Freud and the Middle East

NOV. 11, 2014

http://www.nytimes.com/2014/11/12/opinion/freud-and-the-middle-east.html?comments#permid=13311111

"What politicians here tell you in private is usually irrelevant. What matters most, ... is what they say in public in their own language to their own people."

Coming from a Pulitzer Prize winning "journalist" this "realization" comes frighteningly late. Going back through Mr. Friedman's commentary on the Middle East, his analysis often seems simplistic, as in his repeated statements that social media/twitter would be the boon of a new Arabic liberal/democratic awakening, and gullible, as in his frequent exhortations that the "solutions" were those he had just heard in his latest interview (in English) with a Middle East "personality", political or not - remember his commentary on the idea that the problem/solution in the Middle East had its roots entirely in ecology and access to water.

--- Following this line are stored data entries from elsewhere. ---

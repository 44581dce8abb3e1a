//! Concurrent fan-out polling of feed providers.
//!
//! One task per (provider, pair) on a semaphore-bounded pool. Around
//! every provider call the poller applies the same named pipeline:
//! validate-market, then retry-with-backoff under a per-attempt
//! timeout, then record-health. Failures are isolated per task; the
//! cycle always joins all tasks before aggregation runs.
//! (Response caching lives on the node-RPC side: within one cycle each
//! (provider, pair) is fetched at most once, so there is nothing to
//! memoize here.)

use crate::error::{FeedError, FeedResult};
use crate::provider::FeedProvider;
use crate::registry::ProviderRegistry;
use serde::{Deserialize, Serialize};
use std::sync::Arc;
use std::time::Duration;
use tokio::sync::Semaphore;
use tokio::task::JoinSet;
use tracing::{debug, warn};
use witmon_core::{AssetPair, FeedPrice, FeedSet};

fn default_concurrency() -> usize {
    6
}
fn default_call_timeout_secs() -> u64 {
    30
}
fn default_retry_attempts() -> u32 {
    3
}
fn default_backoff_base_ms() -> u64 {
    500
}
fn default_max_stale_cycles() -> u32 {
    5
}

/// Polling configuration.
#[derive(Debug, Clone, Serialize, Deserialize)]
pub struct PollerConfig {
    /// Maximum provider calls in flight at once.
    #[serde(default = "default_concurrency")]
    pub concurrency: usize,
    /// Per-attempt deadline for one provider call.
    #[serde(default = "default_call_timeout_secs")]
    pub call_timeout_secs: u64,
    /// Attempts per (provider, pair) before giving up for the cycle.
    #[serde(default = "default_retry_attempts")]
    pub retry_attempts: u32,
    /// Base delay for exponential backoff between attempts.
    #[serde(default = "default_backoff_base_ms")]
    pub backoff_base_ms: u64,
    /// Cycles a failing provider may serve its last known-good value.
    #[serde(default = "default_max_stale_cycles")]
    pub max_stale_cycles: u32,
}

impl Default for PollerConfig {
    fn default() -> Self {
        Self {
            concurrency: default_concurrency(),
            call_timeout_secs: default_call_timeout_secs(),
            retry_attempts: default_retry_attempts(),
            backoff_base_ms: default_backoff_base_ms(),
            max_stale_cycles: default_max_stale_cycles(),
        }
    }
}

/// Fans one polling cycle out across all registered providers.
pub struct FeedPoller {
    registry: Arc<ProviderRegistry>,
    config: PollerConfig,
    limiter: Arc<Semaphore>,
}

impl FeedPoller {
    pub fn new(registry: Arc<ProviderRegistry>, config: PollerConfig) -> Self {
        let limiter = Arc::new(Semaphore::new(config.concurrency.max(1)));
        Self {
            registry,
            config,
            limiter,
        }
    }

    pub fn registry(&self) -> &Arc<ProviderRegistry> {
        &self.registry
    }

    /// Poll every registered provider for each requested pair it
    /// serves. A failed (provider, pair) contributes nothing to the
    /// returned set; everything else still lands.
    pub async fn poll_all(&self, pairs: &[AssetPair]) -> FeedSet {
        let mut tasks: JoinSet<Option<FeedPrice>> = JoinSet::new();

        for provider in self.registry.providers() {
            for pair in pairs {
                if !provider.available_markets().contains(pair) {
                    continue;
                }
                let provider = Arc::clone(provider);
                let registry = Arc::clone(&self.registry);
                let limiter = Arc::clone(&self.limiter);
                let config = self.config.clone();
                let pair = pair.clone();

                tasks.spawn(async move {
                    // Pool admission; a closed semaphore only happens
                    // at shutdown, in which case skipping is correct.
                    let _permit = limiter.acquire().await.ok()?;
                    poll_one(&*provider, &registry, &config, &pair).await
                });
            }
        }

        // Barrier: aggregation must only see a fully joined cycle.
        let mut set = FeedSet::new();
        while let Some(joined) = tasks.join_next().await {
            match joined {
                Ok(Some(price)) => set.push(price),
                Ok(None) => {}
                Err(e) => warn!(error = %e, "Feed polling task panicked"),
            }
        }
        set
    }
}

/// One (provider, pair) poll: validate -> retry/backoff -> record-health.
async fn poll_one(
    provider: &dyn FeedProvider,
    registry: &ProviderRegistry,
    config: &PollerConfig,
    pair: &AssetPair,
) -> Option<FeedPrice> {
    match fetch_with_retry(provider, config, pair).await {
        Ok(price) => {
            registry.record_success(provider.name(), &price);
            Some(price)
        }
        Err(e) => {
            registry.record_failure(provider.name());
            match registry.reuse_last_good(provider.name(), pair, config.max_stale_cycles) {
                Some(stale) => {
                    debug!(
                        provider = provider.name(),
                        %pair,
                        error = %e,
                        "Provider failed, reusing last known-good value"
                    );
                    Some(stale)
                }
                None => {
                    warn!(
                        provider = provider.name(),
                        %pair,
                        error = %e,
                        "Provider failed, no data this cycle"
                    );
                    None
                }
            }
        }
    }
}

/// Validate-market stage plus bounded retry with exponential backoff,
/// each attempt under its own deadline.
async fn fetch_with_retry(
    provider: &dyn FeedProvider,
    config: &PollerConfig,
    pair: &AssetPair,
) -> FeedResult<FeedPrice> {
    if !provider.available_markets().contains(pair) {
        return Err(FeedError::MarketNotAvailable {
            provider: provider.name().to_string(),
            pair: pair.to_string(),
        });
    }

    let provider_asset = provider.remap_asset(&pair.asset);
    let timeout = Duration::from_secs(config.call_timeout_secs);
    let attempts = config.retry_attempts.max(1);
    let mut last_error = None;

    for attempt in 0..attempts {
        if attempt > 0 {
            tokio::time::sleep(backoff_delay(config.backoff_base_ms, attempt)).await;
        }

        match tokio::time::timeout(timeout, provider.fetch(&provider_asset, &pair.base)).await {
            Ok(Ok(mut price)) => {
                // Normalize back onto the canonical pair and stamp the
                // provider so implementations can't misreport either.
                price.pair = pair.clone();
                price.provider = provider.name().to_string();
                return Ok(price);
            }
            Ok(Err(e)) => last_error = Some(e),
            Err(_) => {
                last_error = Some(FeedError::Timeout {
                    provider: provider.name().to_string(),
                    seconds: config.call_timeout_secs,
                })
            }
        }
    }

    Err(last_error.unwrap_or_else(|| FeedError::NoData(pair.to_string())))
}

/// Exponential backoff before retry `attempt` (1-based). The exponent
/// is capped so a large retry budget cannot overflow the shift.
fn backoff_delay(base_ms: u64, attempt: u32) -> Duration {
    let exp = (attempt - 1).min(16);
    Duration::from_millis(base_ms.saturating_mul(1u64 << exp))
}

#[cfg(test)]
mod tests {
    use super::*;
    use crate::provider::BoxFuture;
    use rust_decimal::Decimal;
    use rust_decimal_macros::dec;
    use std::sync::atomic::{AtomicU32, Ordering};

    /// Provider that fails the first `fail_first` calls, then succeeds.
    struct FlakyProvider {
        name: String,
        markets: Vec<AssetPair>,
        fail_first: u32,
        calls: AtomicU32,
        price: Decimal,
    }

    impl FlakyProvider {
        fn new(name: &str, fail_first: u32, price: Decimal) -> Self {
            Self {
                name: name.to_string(),
                markets: vec![AssetPair::new("USD", "BTS")],
                fail_first,
                calls: AtomicU32::new(0),
                price,
            }
        }
    }

    impl FeedProvider for FlakyProvider {
        fn name(&self) -> &str {
            &self.name
        }

        fn available_markets(&self) -> &[AssetPair] {
            &self.markets
        }

        fn fetch<'a>(
            &'a self,
            _asset: &'a str,
            base: &'a str,
        ) -> BoxFuture<'a, FeedResult<FeedPrice>> {
            Box::pin(async move {
                let n = self.calls.fetch_add(1, Ordering::SeqCst);
                if n < self.fail_first {
                    Err(FeedError::Provider("transient".into()))
                } else {
                    Ok(FeedPrice::new(
                        AssetPair::new("USD", base),
                        self.price,
                        self.name.clone(),
                    ))
                }
            })
        }
    }

    fn fast_config() -> PollerConfig {
        PollerConfig {
            concurrency: 6,
            call_timeout_secs: 1,
            retry_attempts: 2,
            backoff_base_ms: 1,
            max_stale_cycles: 2,
        }
    }

    fn usd_bts() -> Vec<AssetPair> {
        vec![AssetPair::new("USD", "BTS")]
    }

    #[tokio::test]
    async fn failed_provider_does_not_abort_the_batch() {
        let registry = Arc::new(ProviderRegistry::new(vec![
            Arc::new(FlakyProvider::new("good", 0, dec!(0.05))),
            Arc::new(FlakyProvider::new("bad", u32::MAX, dec!(0.05))),
        ]));
        let poller = FeedPoller::new(registry, fast_config());

        let set = poller.poll_all(&usd_bts()).await;
        assert_eq!(set.len(), 1);
        assert_eq!(set.iter().next().unwrap().provider, "good");
    }

    #[tokio::test]
    async fn retry_recovers_a_transient_failure() {
        // Fails once, second attempt within the same cycle succeeds.
        let registry = Arc::new(ProviderRegistry::new(vec![Arc::new(FlakyProvider::new(
            "flaky",
            1,
            dec!(0.05),
        ))]));
        let poller = FeedPoller::new(Arc::clone(&registry), fast_config());

        let set = poller.poll_all(&usd_bts()).await;
        assert_eq!(set.len(), 1);
        assert!(!set.iter().next().unwrap().stale);
        assert!(registry.is_online("flaky"));
    }

    #[tokio::test]
    async fn exhausted_provider_serves_stale_then_nothing() {
        // Succeeds the first cycle, then fails forever.
        let registry = Arc::new(ProviderRegistry::new(vec![Arc::new(FlakyProvider::new(
            "fading",
            0,
            dec!(0.05),
        ))]));
        let poller = FeedPoller::new(Arc::clone(&registry), fast_config());

        let live = poller.poll_all(&usd_bts()).await;
        assert_eq!(live.len(), 1);
        assert!(!live.iter().next().unwrap().stale);

        // Make all further fetches fail.
        let registry2 = Arc::new(ProviderRegistry::new(vec![Arc::new(FlakyProvider::new(
            "fading",
            u32::MAX,
            dec!(0.05),
        ))]));
        // Seed last-known-good into the fresh registry.
        registry2.record_success(
            "fading",
            &FeedPrice::new(AssetPair::new("USD", "BTS"), dec!(0.05), "fading"),
        );
        let poller = FeedPoller::new(Arc::clone(&registry2), fast_config());

        // max_stale_cycles = 2: two stale cycles, then nothing.
        for _ in 0..2 {
            let set = poller.poll_all(&usd_bts()).await;
            assert_eq!(set.len(), 1);
            assert!(set.iter().next().unwrap().stale);
        }
        let set = poller.poll_all(&usd_bts()).await;
        assert!(set.is_empty());
    }

    #[tokio::test]
    async fn repeated_failures_degrade_provider_health() {
        let registry = Arc::new(ProviderRegistry::new(vec![Arc::new(FlakyProvider::new(
            "down",
            u32::MAX,
            dec!(0.05),
        ))]));
        let poller = FeedPoller::new(Arc::clone(&registry), fast_config());

        for _ in 0..3 {
            poller.poll_all(&usd_bts()).await;
        }
        assert!(!registry.is_online("down"));
        let snapshot = registry.health_snapshot();
        assert_eq!(snapshot.len(), 1);
        assert!(!snapshot[0].online);
        assert!(snapshot[0].consecutive_failures >= 3);
    }

    #[test]
    fn backoff_growth_is_capped() {
        assert_eq!(backoff_delay(500, 1), Duration::from_millis(500));
        assert_eq!(backoff_delay(500, 2), Duration::from_millis(1000));
        assert_eq!(backoff_delay(500, 3), Duration::from_millis(2000));
        // Huge retry budgets stop doubling instead of overflowing.
        assert_eq!(backoff_delay(500, 100), Duration::from_millis(500 << 16));
        assert_eq!(backoff_delay(u64::MAX, 100), Duration::from_millis(u64::MAX));
    }

    #[tokio::test]
    async fn unserved_pairs_are_skipped_silently() {
        let registry = Arc::new(ProviderRegistry::new(vec![Arc::new(FlakyProvider::new(
            "usd-only",
            0,
            dec!(0.05),
        ))]));
        let poller = FeedPoller::new(registry, fast_config());

        let set = poller
            .poll_all(&[AssetPair::new("GOLD", "BTS"), AssetPair::new("USD", "BTS")])
            .await;
        assert_eq!(set.len(), 1);
        assert_eq!(set.iter().next().unwrap().pair, AssetPair::new("USD", "BTS"));
    }
}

As a complete amateur (albeit, fairly well read), I have been hammering away in my comments, that the problems in the Middle East are at their root a centuries old religious war, not unlike the long battle beween Catholics and Protestants in Europe. It would have been helpful if Mr. Friedman had accepted this reality (very well described in this piece) before he acted as a cheerleader for the brainless US intervention in Iraq, where we completely ignored this underlying religious conflict in the Middle East, and in our pathetically simplistic way (fed by the unique situation of WW II) assumed that we would be welcomed as "liberators".

We poked a stick into a hornets nest and created ISIS.